Niger-Delta Voice learned that the Calabar Virgin City Project sited near the Rice City and Ayade Industrial Boulevard when completed, would have a building material market, auto parts market, wood market, water world fair ground and artificial lake as well as hospital.
Other facilities include a golf course, clothing market, hotel, supermarket, residential area auxiliary, dance square, kindergarten, primary and secondary schools.
Etap Ayip Kasuk II community, the landlord community which owns extensive portion of virgin land along the MCC/Idundu Road and Jonathan By-pass in Calabar Municipality has barred the state government from accessing large portion of the land purportedly acquired by the Ayade administration for the Calabar Virgin City Project.
Several indigenes of the area, mobilised by chiefs of the villages and traditional institution, took possession of the land, stringing palm fronds round the area and preventing anybody from accessing the land.
Speaking with NDV, the Clan Head of Kasuk II Qua Clan, HRH Ededem Ayito said they have no issues with the Ayade- led administration as far as the Virgin City Project was concerned but urged the government to do the right thing by doing proper consultation.
He asserted: “We, as a people can categorically tell you that we are not aware of what the government is doing on our land as far as the Virgin City Project is concerned, we were not consulted by government or any of its representatives.
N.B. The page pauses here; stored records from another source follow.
//! Producer/consumer pipeline: extraction, DCT and quantization stages.
//!
//! ```text
//! luma producer ───┐                    ┌─ dct 0 ─┐                    ┌─ quant 0 ─┐
//!                  ├─ extracted ─────────┤   ...   ├─ transformed ─────┤    ...    ├─ results
//! chroma producer ─┘                    └─ dct N ─┘                    └─ quant M ─┘
//! ```
//!
//! Stages are joined by bounded channels. A stage finishes when its input
//! channel is closed and drained; it then drops its sender, which closes
//! the next channel once every thread of the stage has done the same.
//! Workers of one stage share the receiving end behind a mutex. Every
//! message is a `Result`, so a failure travels downstream with the data.

use std::sync::mpsc::{self, Receiver, SyncSender};
use std::sync::{Arc, Mutex};
use std::thread;

use tracing::trace;

use super::{join_all, BlockKernel, BlockProcessor};
use crate::error::{Error, Result};
use crate::image::PlanarImage;
use crate::jpeg::block::{block_positions, extract_block, BlockPos, Channel, QuantizedBlock};

/// Messages buffered between two stages.
const STAGE_CAPACITY: usize = 64;

type Message<T> = Result<(BlockPos, T)>;
type SharedReceiver<T> = Arc<Mutex<Receiver<Message<T>>>>;

/// Staged pipeline with `dct_workers` transform threads and
/// `quant_workers` quantization threads.
#[derive(Debug, Clone, Copy)]
pub struct Pipeline {
    dct_workers: usize,
    quant_workers: usize,
}

impl Pipeline {
    /// Worker counts are raised to at least 1.
    pub fn new(dct_workers: usize, quant_workers: usize) -> Self {
        Self {
            dct_workers: dct_workers.max(1),
            quant_workers: quant_workers.max(1),
        }
    }

    /// Transform stage threads.
    pub fn dct_workers(&self) -> usize {
        self.dct_workers
    }

    /// Quantization stage threads.
    pub fn quant_workers(&self) -> usize {
        self.quant_workers
    }
}

/// Take the next message from a receiver shared by several workers.
/// `None` once the channel is closed and empty.
fn next_message<T>(rx: &Mutex<Receiver<Message<T>>>) -> Option<Message<T>> {
    match rx.lock() {
        Ok(rx) => rx.recv().ok(),
        Err(_) => Some(Err(Error::worker("stage receiver lock poisoned"))),
    }
}

fn produce(
    image: &PlanarImage,
    positions: impl Iterator<Item = BlockPos>,
    tx: SyncSender<Message<[f64; 64]>>,
) {
    for pos in positions {
        if tx.send(Ok((pos, extract_block(image, pos)))).is_err() {
            break;
        }
    }
}

fn transform_stage(
    id: usize,
    kernel: &BlockKernel,
    rx: SharedReceiver<[f64; 64]>,
    tx: SyncSender<Message<[f64; 64]>>,
) {
    let mut handled = 0usize;
    while let Some(message) = next_message(&rx) {
        let failed = message.is_err();
        let output = message.map(|(pos, samples)| (pos, kernel.transform(&samples)));
        if tx.send(output).is_err() || failed {
            break;
        }
        handled += 1;
    }
    trace!(id, handled, "dct worker finished");
}

fn quantize_stage(
    id: usize,
    kernel: &BlockKernel,
    rx: SharedReceiver<[f64; 64]>,
    results: &Mutex<Vec<QuantizedBlock>>,
    first_error: &Mutex<Option<Error>>,
) {
    let mut handled = 0usize;
    while let Some(message) = next_message(&rx) {
        let block = match message {
            Ok((pos, coefficients)) => QuantizedBlock::new(pos, kernel.quantize(&coefficients)),
            Err(e) => {
                if let Ok(mut slot) = first_error.lock() {
                    slot.get_or_insert(e);
                }
                break;
            }
        };
        match results.lock() {
            Ok(mut results) => results.push(block),
            Err(_) => {
                if let Ok(mut slot) = first_error.lock() {
                    slot.get_or_insert(Error::worker("result lock poisoned"));
                }
                break;
            }
        }
        handled += 1;
    }
    trace!(id, handled, "quantize worker finished");
}

impl BlockProcessor for Pipeline {
    fn name(&self) -> &'static str {
        "pipeline"
    }

    fn process(
        &self,
        image: &PlanarImage,
        kernel: &Arc<BlockKernel>,
    ) -> Result<Vec<QuantizedBlock>> {
        let positions = block_positions(image.width(), image.height());
        let expected = positions.len();
        let (luma, chroma): (Vec<BlockPos>, Vec<BlockPos>) = positions
            .into_iter()
            .partition(|pos| pos.channel == Channel::Luma);

        let results = Mutex::new(Vec::with_capacity(expected));
        let first_error = Mutex::new(None);
        let kernel: &BlockKernel = kernel;

        thread::scope(|scope| {
            let (extract_tx, extract_rx) = mpsc::sync_channel(STAGE_CAPACITY);
            let (dct_tx, dct_rx) = mpsc::sync_channel(STAGE_CAPACITY);
            let extract_rx: SharedReceiver<[f64; 64]> = Arc::new(Mutex::new(extract_rx));
            let dct_rx: SharedReceiver<[f64; 64]> = Arc::new(Mutex::new(dct_rx));

            let mut handles = Vec::with_capacity(2 + self.dct_workers + self.quant_workers);

            // Extraction closes once both producers drop their senders
            let luma_tx = extract_tx.clone();
            handles.push(scope.spawn(move || produce(image, luma.into_iter(), luma_tx)));
            handles.push(scope.spawn(move || produce(image, chroma.into_iter(), extract_tx)));

            for id in 0..self.dct_workers {
                let rx = Arc::clone(&extract_rx);
                let tx = dct_tx.clone();
                handles.push(scope.spawn(move || transform_stage(id, kernel, rx, tx)));
            }
            // Workers hold the only senders and receivers from here on
            drop(dct_tx);
            drop(extract_rx);

            for id in 0..self.quant_workers {
                let rx = Arc::clone(&dct_rx);
                let results = &results;
                let first_error = &first_error;
                handles.push(scope.spawn(move || {
                    quantize_stage(id, kernel, rx, results, first_error)
                }));
            }
            drop(dct_rx);

            join_all(handles)
        })?;

        let first_error = first_error
            .into_inner()
            .map_err(|_| Error::worker("error slot lock poisoned"))?;
        if let Some(e) = first_error {
            return Err(e);
        }

        let results = results
            .into_inner()
            .map_err(|_| Error::worker("result lock poisoned"))?;
        if results.len() != expected {
            return Err(Error::worker(format!(
                "pipeline produced {} of {expected} blocks",
                results.len()
            )));
        }
        Ok(results)
    }
}

#[cfg(test)]
mod tests {
    use super::super::tests::{fixture, sorted};
    use super::super::Sequential;
    use super::*;

    #[test]
    fn test_pipeline_matches_sequential() {
        let (planar, kernel) = fixture(56, 33);
        let expected = Sequential.process(&planar, &kernel).unwrap();
        for (dct, quant) in [(1, 1), (1, 4), (4, 1), (3, 2)] {
            let blocks = Pipeline::new(dct, quant).process(&planar, &kernel).unwrap();
            assert_eq!(sorted(blocks), expected, "dct {dct}, quant {quant}");
        }
    }

    #[test]
    fn test_pipeline_more_blocks_than_capacity() {
        // 320 luma + 2 * 80 chroma blocks, well past the channel bound
        let (planar, kernel) = fixture(160, 128);
        let expected = Sequential.process(&planar, &kernel).unwrap();
        let blocks = Pipeline::new(2, 2).process(&planar, &kernel).unwrap();
        assert_eq!(blocks.len(), expected.len());
        assert_eq!(sorted(blocks), expected);
    }

    #[test]
    fn test_error_message_stops_stage() {
        let kernel = BlockKernel::new(
            crate::jpeg::dct::DctMethod::Reference,
            crate::jpeg::quantize::QuantizationTable::default(),
        );
        let (tx, rx) = mpsc::sync_channel(4);
        tx.send(Err(Error::worker("upstream"))).unwrap();
        tx.send(Ok((BlockPos::new(0, 0, Channel::Luma), [0.0f64; 64])))
            .unwrap();
        drop(tx);

        let results = Mutex::new(Vec::new());
        let first_error = Mutex::new(None);
        quantize_stage(0, &kernel, Arc::new(Mutex::new(rx)), &results, &first_error);

        assert_eq!(
            first_error.into_inner().unwrap(),
            Some(Error::WorkerFailed("upstream".into()))
        );
        assert!(results.into_inner().unwrap().is_empty());
    }

    #[test]
    fn test_worker_counts_coerced() {
        let pipeline = Pipeline::new(0, 0);
        assert_eq!(pipeline.dct_workers(), 1);
        assert_eq!(pipeline.quant_workers(), 1);
    }
}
“In all honesty and fairness, when the government came to intimate us about the project last year, they did not give us full details of the dimension and size of land they needed, neither did they tell us the nature of the project but as a community that has respect for constituted authority, we allowed the groundbreaking ceremony to hold in December after which we thought they would come back and do the needful.
Invoke ancestral deity
“But we were surprised when we saw equipment moved into the place and excavation started without proper consultation. Since we had waited for them since last year and they did not come, we resorted to our culture and tradition. We invoked a traditional injunction, Mbiam, on the parcel of land and it will remain there until the right thing is done.
“We are not against development; contrary to rumours and speculations making the rounds that we are mobilising to stop government, they are not true. The only thing we are asking is that due process be followed. If the facilitator is a private company, they should come out plain and let us know, if the government wants to acquire the land based on overriding public interest, they should also tell us what they want to use it for before bringing in equipment.
“We, the people of Kasuk Qua Clan II are responsible and law-abiding citizens and will never take laws into our hands. The traditional injunction (Mbiam/Ekpe) we placed is our own way of making our position on the matter known. We are not against the government of Prof. Ben Ayade in any way but we want them to follow due process and do the right thing.”
Govt allays community’s fear
On his part, Commissioner for Lands, Elder John Inyang said the step taken by the community was not in the best interest of all concerned, adding that government will continue to negotiate with the community to forestall any breakdown of law and order.
It would be recalled that Governor Ayade had promised during the groundbreaking ceremony on the 29th of December, 2017, that he would carry the people of Etab Ayip along.
His words: “We are going to ensure that the community is a part of core function of the organ of this investment. Emphasis will be given to the host community during recruitment for labour and small contracts.
“So the host community would have a role to play. I assure you that we don’t want to build an estate that the community itself will not afford to live in, they shall be carried along all the way.”